▶ [Instructions to follow]:
Starting at the line that holds "exec::execute(dict, &args);" and stopping at the line that holds "an aborted-with-partial-count error.", restate the records below word for word, with both of those lines included.
====== Input material ======
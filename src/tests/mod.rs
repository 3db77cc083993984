#![warn(clippy::all, clippy::pedantic)]

pub mod session_tests;
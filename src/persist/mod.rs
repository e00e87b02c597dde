// Copyright 2025 Vivian Voss. Licensed under the Apache License, Version 2.0.
// SPDX-License-Identifier: Apache-2.0

//! Durability: the append-only command log and the periodic binary
//! snapshot, each independently replayable at startup.

pub mod aof;
pub mod rdb;

pub use aof::Aof;
pub use rdb::RdbManager;
// Copyright 2025 Vivian Voss. Licensed under the Apache License, Version 2.0.
// SPDX-License-Identifier: Apache-2.0

//! Append-only file: every mutating command is appended as a RESP frame,
//! and replayed at startup by feeding the same frames back through the
//! parser and executor with replication and further AOF-append suppressed.

use std::fs::{self, File, OpenOptions};
use std::io::{Read, Write};
use std::path::{Path, PathBuf};

use log::{info, warn};

use crate::error::{StoreError, StoreResult};
use crate::exec;
use crate::resp::{encode_frame, parser};
use crate::store::Dict;

/// Default AOF rewrite threshold: once the file grows past this size, a
/// rewrite compacts it to one `HSET` record per live key.
pub const DEFAULT_REWRITE_THRESHOLD_BYTES: u64 = 1024 * 1024;

pub struct Aof {
    path: PathBuf,
    rewrite_threshold_bytes: u64,
    rewrite_in_progress: bool,
}

impl Aof {
    pub fn new(path: PathBuf, rewrite_threshold_bytes: u64) -> Self {
        Aof {
            path,
            rewrite_threshold_bytes,
            rewrite_in_progress: false,
        }
    }

    /// Appends one already-encoded frame, opening and closing the file for
    /// this single write. A failed append is logged and dropped rather than
    /// propagated — the in-memory mutation it describes has already taken
    /// effect and there is no caller left to hand an error to by the time
    /// this runs.
    pub fn append(&self, frame: &[u8]) {
        match OpenOptions::new()
            .create(true)
            .append(true)
            .open(&self.path)
        {
            Ok(mut f) => {
                if let Err(e) = f.write_all(frame) {
                    warn!("AOF append to {:?} failed: {}", self.path, e);
                }
            }
            Err(e) => warn!("AOF open for append {:?} failed: {}", self.path, e),
        }
    }

    /// Replays every frame in the AOF into `dict`, in file order. A
    /// malformed frame aborts the replay at that point, returning the
    /// number of commands applied before it along with the error — the
    /// dictionary already reflects that partial progress. A trailing
    /// incomplete frame (the file was truncated mid-append, e.g. by a
    /// crash) is tolerated silently rather than treated as corruption.
    pub fn replay(&self, dict: &mut Dict) -> StoreResult<usize> {
        let mut raw = Vec::new();
        match File::open(&self.path) {
            Ok(mut f) => {
                f.read_to_end(&mut raw)?;
            }
            Err(e) if e.kind() == std::io::ErrorKind::NotFound => return Ok(0),
            Err(e) => return Err(e.into()),
        }

        let mut applied = 0usize;
        let mut cursor = 0usize;
        while cursor < raw.len() {
            match parser::parse_frame(&raw[cursor..]) {
                Ok(Some((args, consumed))) => {
                    exec::execute(dict, &args);
                    cursor += consumed;
                    applied += 1;
                }
                Ok(None) => {
                    // Trailing partial frame: the AOF was truncated mid-write.
                    info!(
                        "AOF {:?} ends with an incomplete frame after {} bytes, tolerating it",
                        self.path, cursor
                    );
                    break;
                }
                Err(e) => {
                    // Resync by skipping to the next newline so a single
                    // corrupt record doesn't sink the entire replay silently;
                    // surface it to the caller as an aborted-with-partial-count error.
                    return Err(StoreError::AofCorrupted {
                        reason: e.to_string(),
                        replayed: applied,
                    });
                }
            }
        }
        Ok(applied)
    }

    /// Current AOF size in bytes, or 0 if the file doesn't exist yet.
    pub fn size_bytes(&self) -> StoreResult<u64> {
        match fs::metadata(&self.path) {
            Ok(meta) => Ok(meta.len()),
            Err(e) if e.kind() == std::io::ErrorKind::NotFound => Ok(0),
            Err(e) => Err(e.into()),
        }
    }

    pub fn needs_rewrite(&self) -> StoreResult<bool> {
        Ok(!self.rewrite_in_progress && self.size_bytes()? >= self.rewrite_threshold_bytes)
    }

    /// Rewrites the AOF to hold exactly one `HSET key value` record per live
    /// entry, writing to a temp file and renaming it into place so a crash
    /// mid-rewrite never leaves a half-written AOF where the old one was.
    pub fn rewrite(&mut self, dict: &Dict) -> StoreResult<()> {
        if self.rewrite_in_progress {
            return Ok(());
        }
        self.rewrite_in_progress = true;
        let result = self.rewrite_inner(dict);
        self.rewrite_in_progress = false;
        result
    }

    fn rewrite_inner(&self, dict: &Dict) -> StoreResult<()> {
        let tmp_path = tmp_path_for(&self.path);
        let mut tmp = File::create(&tmp_path)?;
        let mut err = None;
        dict.foreach(|key, value| {
            if err.is_some() {
                return;
            }
            let frame = encode_frame(&[b"HSET", key, value]);
            if let Err(e) = tmp.write_all(&frame) {
                err = Some(e);
            }
        });
        if let Some(e) = err {
            let _ = fs::remove_file(&tmp_path);
            return Err(e.into());
        }
        tmp.flush()?;
        fs::rename(&tmp_path, &self.path)?;
        info!("AOF rewrite of {:?} complete ({} entries)", self.path, dict.len());
        Ok(())
    }
}

fn tmp_path_for(path: &Path) -> PathBuf {
    let mut tmp = path.as_os_str().to_owned();
    tmp.push(".tmp");
    PathBuf::from(tmp)
}

#[cfg(test)]
mod aof_test;
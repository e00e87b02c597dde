// Copyright 2025 Vivian Voss. Licensed under the Apache License, Version 2.0.
// SPDX-License-Identifier: Apache-2.0

//! Binding the listening socket.

use std::net::SocketAddr;

use mio::net::TcpListener;

use crate::error::StoreResult;

/// Binds a non-blocking listener on `addr`.
pub fn bind(addr: SocketAddr) -> StoreResult<TcpListener> {
    let listener = TcpListener::bind(addr)?;
    Ok(listener)
}
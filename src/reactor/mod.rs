// Copyright 2025 Vivian Voss. Licensed under the Apache License, Version 2.0.
// SPDX-License-Identifier: Apache-2.0

//! The non-blocking, single-threaded reactor: connection bookkeeping, the
//! listening socket, and the `mio`-driven event loop.

pub mod conn;
pub mod listener;
pub mod loop_;

pub use conn::{ConnId, ConnKind, Connection, ConnectionTable};
pub use loop_::Reactor;
// Copyright 2025 Vivian Voss. Licensed under the Apache License, Version 2.0.
// SPDX-License-Identifier: Apache-2.0

use super::*;
use crate::resp::parser::parse_frame;

#[test]
fn encode_then_parse_recovers_the_same_arguments() {
    let encoded = encode_frame(&[b"SET", b"k", b"v"]);
    let (args, consumed) = parse_frame(&encoded).unwrap().unwrap();
    assert_eq!(consumed, encoded.len());
    assert_eq!(args, vec![b"SET".to_vec(), b"k".to_vec(), b"v".to_vec()]);
}

#[test]
fn encode_is_binary_safe() {
    let payload: &[u8] = b"\x00\r\n\x00";
    let encoded = encode_frame(&[b"SET", b"k", payload]);
    let (args, _) = parse_frame(&encoded).unwrap().unwrap();
    assert_eq!(args[2], payload);
}
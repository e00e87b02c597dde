// Copyright 2025 Vivian Voss. Licensed under the Apache License, Version 2.0.
// SPDX-License-Identifier: Apache-2.0

use super::*;

fn frame(args: &[&[u8]]) -> Vec<u8> {
    let mut buf = Vec::new();
    buf.extend_from_slice(format!("*{}\r\n", args.len()).as_bytes());
    for a in args {
        buf.extend_from_slice(format!("${}\r\n", a.len()).as_bytes());
        buf.extend_from_slice(a);
        buf.extend_from_slice(b"\r\n");
    }
    buf
}

#[test]
fn parses_a_complete_two_bulk_frame() {
    let buf = frame(&[b"HGET", b"key"]);
    let (args, consumed) = parse_frame(&buf).unwrap().unwrap();
    assert_eq!(consumed, buf.len());
    assert_eq!(args, vec![b"HGET".to_vec(), b"key".to_vec()]);
}

#[test]
fn reports_incomplete_when_argc_line_not_yet_terminated() {
    let buf = b"*2\r";
    assert_eq!(parse_frame(buf).unwrap(), None);
}

#[test]
fn reports_incomplete_when_buffer_ends_right_after_the_sigil() {
    assert_eq!(parse_frame(b"*").unwrap(), None);
}

#[test]
fn reports_incomplete_when_bulk_payload_is_short() {
    let mut buf = frame(&[b"HSET", b"key", b"value"]);
    buf.truncate(buf.len() - 3);
    assert_eq!(parse_frame(&buf).unwrap(), None);
}

#[test]
fn consumes_only_the_first_frame_of_a_pipelined_buffer() {
    let mut buf = frame(&[b"HGET", b"a"]);
    let first_len = buf.len();
    buf.extend_from_slice(&frame(&[b"HGET", b"b"]));
    let (args, consumed) = parse_frame(&buf).unwrap().unwrap();
    assert_eq!(consumed, first_len);
    assert_eq!(args, vec![b"HGET".to_vec(), b"a".to_vec()]);
}

#[test]
fn binary_payload_with_embedded_crlf_and_nul_round_trips() {
    let payload: &[u8] = b"\x00\r\n\x00";
    let buf = frame(&[b"HSET", b"k", payload]);
    let (args, _) = parse_frame(&buf).unwrap().unwrap();
    assert_eq!(args[2], payload);
}

#[test]
fn rejects_frame_not_starting_with_asterisk() {
    assert!(parse_frame(b"HGET key\r\n").is_err());
}

#[test]
fn rejects_argc_above_the_bulk_cap() {
    let buf = format!("*{}\r\n", MAX_BULKS + 1);
    assert!(parse_frame(buf.as_bytes()).is_err());
}

#[test]
fn rejects_missing_dollar_bulk_header() {
    assert!(parse_frame(b"*1\r\nHGET\r\n").is_err());
}

#[test]
fn rejects_bulk_missing_trailing_crlf() {
    assert!(parse_frame(b"*1\r\n$4\r\nHGETxx").is_err());
}

#[test]
fn find_resync_point_locates_next_asterisk() {
    let buf = b"junk before*2\r\n";
    assert_eq!(find_resync_point(buf), Some(11));
}

#[test]
fn find_resync_point_returns_none_with_no_asterisk_present() {
    assert_eq!(find_resync_point(b"+OK\r\n"), None);
}
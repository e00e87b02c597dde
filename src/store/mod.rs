// Copyright 2025 Vivian Voss. Licensed under the Apache License, Version 2.0.
// SPDX-License-Identifier: Apache-2.0

//! In-memory byte-safe dictionary and its binary snapshot codec.

pub mod dict;
pub mod rdb;

pub use dict::{Dict, SetOutcome, BUCKET_COUNT};
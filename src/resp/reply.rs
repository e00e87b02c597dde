// Copyright 2025 Vivian Voss. Licensed under the Apache License, Version 2.0.
// SPDX-License-Identifier: Apache-2.0

//! Reply-shape encoders. Every command produces exactly one of these wire
//! shapes; none of them require knowledge of the request that produced them.

/// Simple string `+OK\r\n`.
pub fn ok() -> Vec<u8> {
    b"+OK\r\n".to_vec()
}

/// Simple string `+EXIST\r\n`, returned when `HSET` finds the key already
/// present and leaves the existing value untouched.
pub fn exist() -> Vec<u8> {
    b"+EXIST\r\n".to_vec()
}

/// Bulk string reply carrying `data` verbatim, binary-safe.
pub fn bulk(data: &[u8]) -> Vec<u8> {
    let mut out = Vec::with_capacity(data.len() + 16);
    out.extend_from_slice(format!("${}\r\n", data.len()).as_bytes());
    out.extend_from_slice(data);
    out.extend_from_slice(b"\r\n");
    out
}

/// Null bulk reply `$-1\r\n`, returned when a key is absent.
pub fn null_bulk() -> Vec<u8> {
    b"$-1\r\n".to_vec()
}

/// Integer reply, used for `HEXIST`'s membership check.
pub fn integer(value: i64) -> Vec<u8> {
    format!(":{}\r\n", value).into_bytes()
}

/// Error reply `-ERR <message>\r\n`. `message` must not itself contain a
/// CRLF; callers pass short, single-line descriptions.
pub fn error(message: &str) -> Vec<u8> {
    format!("-ERR {}\r\n", message).into_bytes()
}

/// Simple string reply carrying an arbitrary tag, used for replication
/// markers (`+FULLSYNC\r\n`) that aren't otherwise one of the shapes above.
pub fn simple(tag: &str) -> Vec<u8> {
    format!("+{}\r\n", tag).into_bytes()
}

#[cfg(test)]
mod reply_test;
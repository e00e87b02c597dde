// Copyright 2025 Vivian Voss. Licensed under the Apache License, Version 2.0.
// SPDX-License-Identifier: Apache-2.0

//! The RESP-like multi-bulk wire protocol: frame parsing on the way in,
//! reply-shape encoding on the way out.

pub mod frame;
pub mod parser;
pub mod reply;

pub use frame::encode_frame;
pub use parser::{find_resync_point, parse_frame, Args, MAX_BULKS};
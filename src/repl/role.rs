// Copyright 2025 Vivian Voss. Licensed under the Apache License, Version 2.0.
// SPDX-License-Identifier: Apache-2.0

//! What this process is: a master accepting slave connections, or a slave
//! following one master. The role is fixed at startup from the CLI
//! `--slaveof` flag; there is no runtime command to change it.

/// This server's replication role.
#[derive(Debug, Clone, PartialEq, Eq)]
pub enum Role {
    Master,
    Slave { master_host: String, master_port: u16 },
}

impl Role {
    pub fn is_slave(&self) -> bool {
        matches!(self, Role::Slave { .. })
    }
}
======
▶ [Expected answer]:
                    exec::execute(dict, &args);
                    cursor += consumed;
                    applied += 1;
                }
                Ok(None) => {
                    // Trailing partial frame: the AOF was truncated mid-write.
                    info!(
                        "AOF {:?} ends with an incomplete frame after {} bytes, tolerating it",
                        self.path, cursor
                    );
                    break;
                }
                Err(e) => {
                    // Resync by skipping to the next newline so a single
                    // corrupt record doesn't sink the entire replay silently;
                    // surface it to the caller as an aborted-with-partial-count error.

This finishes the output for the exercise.